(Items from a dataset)
--------------------
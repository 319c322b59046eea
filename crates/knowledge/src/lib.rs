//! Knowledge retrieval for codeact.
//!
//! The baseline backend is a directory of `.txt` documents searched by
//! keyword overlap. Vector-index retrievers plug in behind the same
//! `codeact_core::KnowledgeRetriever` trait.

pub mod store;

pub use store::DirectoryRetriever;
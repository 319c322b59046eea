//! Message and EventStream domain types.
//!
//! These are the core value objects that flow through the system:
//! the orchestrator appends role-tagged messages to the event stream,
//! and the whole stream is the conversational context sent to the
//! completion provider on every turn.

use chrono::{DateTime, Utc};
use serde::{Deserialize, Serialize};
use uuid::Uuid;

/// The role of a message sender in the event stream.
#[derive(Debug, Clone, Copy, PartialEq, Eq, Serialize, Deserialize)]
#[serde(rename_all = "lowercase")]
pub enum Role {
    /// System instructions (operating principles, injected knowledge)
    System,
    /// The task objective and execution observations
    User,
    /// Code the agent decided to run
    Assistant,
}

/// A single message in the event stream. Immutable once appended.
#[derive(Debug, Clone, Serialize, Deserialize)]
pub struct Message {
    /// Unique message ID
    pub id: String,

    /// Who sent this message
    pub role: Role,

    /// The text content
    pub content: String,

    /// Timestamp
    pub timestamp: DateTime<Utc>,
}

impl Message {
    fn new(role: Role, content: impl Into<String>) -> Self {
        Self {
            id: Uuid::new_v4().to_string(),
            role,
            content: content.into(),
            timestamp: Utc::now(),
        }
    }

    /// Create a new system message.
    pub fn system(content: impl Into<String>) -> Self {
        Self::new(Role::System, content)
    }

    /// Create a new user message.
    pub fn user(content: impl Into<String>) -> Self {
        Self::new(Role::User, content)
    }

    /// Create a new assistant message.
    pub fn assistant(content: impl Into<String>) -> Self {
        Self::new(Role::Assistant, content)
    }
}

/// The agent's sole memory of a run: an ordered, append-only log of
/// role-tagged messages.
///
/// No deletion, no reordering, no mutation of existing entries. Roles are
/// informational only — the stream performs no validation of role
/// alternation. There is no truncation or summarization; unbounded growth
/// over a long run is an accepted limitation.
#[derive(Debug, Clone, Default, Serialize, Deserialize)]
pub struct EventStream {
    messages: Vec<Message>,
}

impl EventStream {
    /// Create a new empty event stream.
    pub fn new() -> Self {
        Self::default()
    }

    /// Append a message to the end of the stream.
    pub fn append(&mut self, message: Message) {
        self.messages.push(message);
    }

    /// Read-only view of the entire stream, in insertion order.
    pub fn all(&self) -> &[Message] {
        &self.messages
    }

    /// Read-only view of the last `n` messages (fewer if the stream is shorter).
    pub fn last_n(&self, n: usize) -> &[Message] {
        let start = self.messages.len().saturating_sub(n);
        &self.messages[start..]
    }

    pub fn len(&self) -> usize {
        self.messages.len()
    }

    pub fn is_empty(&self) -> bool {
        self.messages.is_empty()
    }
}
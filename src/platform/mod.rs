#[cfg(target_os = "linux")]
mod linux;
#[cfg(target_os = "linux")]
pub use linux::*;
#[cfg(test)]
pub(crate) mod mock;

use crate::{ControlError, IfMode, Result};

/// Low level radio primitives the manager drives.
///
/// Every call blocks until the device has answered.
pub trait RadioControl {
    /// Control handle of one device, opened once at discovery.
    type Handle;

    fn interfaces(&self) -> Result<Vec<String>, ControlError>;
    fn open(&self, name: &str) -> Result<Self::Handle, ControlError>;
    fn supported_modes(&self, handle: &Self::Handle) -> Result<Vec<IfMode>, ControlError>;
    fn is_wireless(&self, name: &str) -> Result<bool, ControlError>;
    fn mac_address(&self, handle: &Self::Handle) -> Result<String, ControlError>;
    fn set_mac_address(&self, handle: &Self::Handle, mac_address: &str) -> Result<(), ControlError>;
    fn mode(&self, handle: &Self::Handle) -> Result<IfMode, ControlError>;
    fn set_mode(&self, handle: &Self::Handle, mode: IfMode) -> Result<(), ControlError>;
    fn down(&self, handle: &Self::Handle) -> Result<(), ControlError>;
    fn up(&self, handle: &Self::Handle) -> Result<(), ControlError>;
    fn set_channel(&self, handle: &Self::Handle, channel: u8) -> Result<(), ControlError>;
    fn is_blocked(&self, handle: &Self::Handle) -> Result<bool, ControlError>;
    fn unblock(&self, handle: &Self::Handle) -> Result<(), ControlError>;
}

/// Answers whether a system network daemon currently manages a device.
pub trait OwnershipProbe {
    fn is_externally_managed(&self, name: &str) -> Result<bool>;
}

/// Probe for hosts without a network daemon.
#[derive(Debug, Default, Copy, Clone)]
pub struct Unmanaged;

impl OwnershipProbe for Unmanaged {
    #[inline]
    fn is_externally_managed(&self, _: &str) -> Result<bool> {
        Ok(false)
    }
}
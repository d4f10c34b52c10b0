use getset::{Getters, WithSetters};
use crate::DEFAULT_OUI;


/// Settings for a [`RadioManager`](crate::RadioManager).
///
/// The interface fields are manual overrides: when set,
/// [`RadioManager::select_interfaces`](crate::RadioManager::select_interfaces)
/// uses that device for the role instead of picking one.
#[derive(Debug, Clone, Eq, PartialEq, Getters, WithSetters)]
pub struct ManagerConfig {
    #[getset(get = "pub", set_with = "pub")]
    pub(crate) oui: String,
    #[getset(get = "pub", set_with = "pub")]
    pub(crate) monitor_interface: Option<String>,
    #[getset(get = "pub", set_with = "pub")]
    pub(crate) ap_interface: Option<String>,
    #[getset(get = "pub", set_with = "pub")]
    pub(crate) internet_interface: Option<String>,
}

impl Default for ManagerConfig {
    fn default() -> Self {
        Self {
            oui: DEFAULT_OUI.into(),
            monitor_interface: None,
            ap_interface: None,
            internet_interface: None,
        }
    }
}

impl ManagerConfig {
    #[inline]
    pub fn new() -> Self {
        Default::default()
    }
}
--------------------
Exercise — Exact repetition of every record is required.

Written response —
repository 319c322b59046eea
filename crates/knowledge/src/lib.rs
//! Knowledge retrieval for codeact.
//!
//! The baseline backend is a directory of `.txt` documents searched by
//! keyword overlap. Vector-index retrievers plug in behind the same
//! `codeact_core::KnowledgeRetriever` trait.

pub mod store;

pub use store::DirectoryRetriever;
repository 319c322b59046eea
//! Message and EventStream domain types.
//!
//! These are the core value objects that flow through the system:
//! the orchestrator appends role-tagged messages to the event stream,
//! and the whole stream is the conversational context sent to the
//! completion provider on every turn.

use chrono::{DateTime, Utc};
use serde::{Deserialize, Serialize};
use uuid::Uuid;

/// The role of a message sender in the event stream.
#[derive(Debug, Clone, Copy, PartialEq, Eq, Serialize, Deserialize)]
#[serde(rename_all = "lowercase")]
pub enum Role {
    /// System instructions (operating principles, injected knowledge)
    System,
    /// The task objective and execution observations
    User,
    /// Code the agent decided to run
    Assistant,
}

/// A single message in the event stream. Immutable once appended.
#[derive(Debug, Clone, Serialize, Deserialize)]
pub struct Message {
    /// Unique message ID
    pub id: String,

    /// Who sent this message
    pub role: Role,

    /// The text content
    pub content: String,

    /// Timestamp
    pub timestamp: DateTime<Utc>,
}

impl Message {
    fn new(role: Role, content: impl Into<String>) -> Self {
        Self {
            id: Uuid::new_v4().to_string(),
            role,
            content: content.into(),
            timestamp: Utc::now(),
        }
    }

    /// Create a new system message.
    pub fn system(content: impl Into<String>) -> Self {
        Self::new(Role::System, content)
    }

    /// Create a new user message.
    pub fn user(content: impl Into<String>) -> Self {
        Self::new(Role::User, content)
    }

    /// Create a new assistant message.
    pub fn assistant(content: impl Into<String>) -> Self {
        Self::new(Role::Assistant, content)
    }
}

/// The agent's sole memory of a run: an ordered, append-only log of
/// role-tagged messages.
///
/// No deletion, no reordering, no mutation of existing entries. Roles are
/// informational only — the stream performs no validation of role
/// alternation. There is no truncation or summarization; unbounded growth
/// over a long run is an accepted limitation.
#[derive(Debug, Clone, Default, Serialize, Deserialize)]
pub struct EventStream {
    messages: Vec<Message>,
}

impl EventStream {
    /// Create a new empty event stream.
    pub fn new() -> Self {
        Self::default()
    }

    /// Append a message to the end of the stream.
    pub fn append(&mut self, message: Message) {
        self.messages.push(message);
    }

    /// Read-only view of the entire stream, in insertion order.
    pub fn all(&self) -> &[Message] {
        &self.messages
    }

    /// Read-only view of the last `n` messages (fewer if the stream is shorter).
    pub fn last_n(&self, n: usize) -> &[Message] {
        let start = self.messages.len().saturating_sub(n);
        &self.messages[start..]
    }

    pub fn len(&self) -> usize {
        self.messages.len()
    }

    pub fn is_empty(&self) -> bool {
        self.messages.is_empty()
    }
}
filename src/platform/mod.rs
#[cfg(target_os = "linux")]
mod linux;
#[cfg(target_os = "linux")]
pub use linux::*;
#[cfg(test)]
pub(crate) mod mock;

use crate::{ControlError, IfMode, Result};

/// Low level radio primitives the manager drives.
///
/// Every call blocks until the device has answered.
pub trait RadioControl {
    /// Control handle of one device, opened once at discovery.
    type Handle;

    fn interfaces(&self) -> Result<Vec<String>, ControlError>;
    fn open(&self, name: &str) -> Result<Self::Handle, ControlError>;
    fn supported_modes(&self, handle: &Self::Handle) -> Result<Vec<IfMode>, ControlError>;
    fn is_wireless(&self, name: &str) -> Result<bool, ControlError>;
    fn mac_address(&self, handle: &Self::Handle) -> Result<String, ControlError>;
    fn set_mac_address(&self, handle: &Self::Handle, mac_address: &str) -> Result<(), ControlError>;
    fn mode(&self, handle: &Self::Handle) -> Result<IfMode, ControlError>;
    fn set_mode(&self, handle: &Self::Handle, mode: IfMode) -> Result<(), ControlError>;
    fn down(&self, handle: &Self::Handle) -> Result<(), ControlError>;
    fn up(&self, handle: &Self::Handle) -> Result<(), ControlError>;
    fn set_channel(&self, handle: &Self::Handle, channel: u8) -> Result<(), ControlError>;
    fn is_blocked(&self, handle: &Self::Handle) -> Result<bool, ControlError>;
    fn unblock(&self, handle: &Self::Handle) -> Result<(), ControlError>;
}

/// Answers whether a system network daemon currently manages a device.
pub trait OwnershipProbe {
    fn is_externally_managed(&self, name: &str) -> Result<bool>;
}

/// Probe for hosts without a network daemon.
#[derive(Debug, Default, Copy, Clone)]
pub struct Unmanaged;

impl OwnershipProbe for Unmanaged {
    #[inline]
    fn is_externally_managed(&self, _: &str) -> Result<bool> {
        Ok(false)
    }
}
repository d4f10c34b52c10b0
use getset::{Getters, WithSetters};
use crate::DEFAULT_OUI;


/// Settings for a [`RadioManager`](crate::RadioManager).
///
/// The interface fields are manual overrides: when set,
/// [`RadioManager::select_interfaces`](crate::RadioManager::select_interfaces)
/// uses that device for the role instead of picking one.
#[derive(Debug, Clone, Eq, PartialEq, Getters, WithSetters)]
pub struct ManagerConfig {
    #[getset(get = "pub", set_with = "pub")]
    pub(crate) oui: String,
    #[getset(get = "pub", set_with = "pub")]
    pub(crate) monitor_interface: Option<String>,
    #[getset(get = "pub", set_with = "pub")]
    pub(crate) ap_interface: Option<String>,
    #[getset(get = "pub", set_with = "pub")]
    pub(crate) internet_interface: Option<String>,
}

impl Default for ManagerConfig {
    fn default() -> Self {
        Self {
            oui: DEFAULT_OUI.into(),
            monitor_interface: None,
            ap_interface: None,
            internet_interface: None,
        }
    }
}

impl ManagerConfig {
    #[inline]
    pub fn new() -> Self {
        Default::default()
    }
}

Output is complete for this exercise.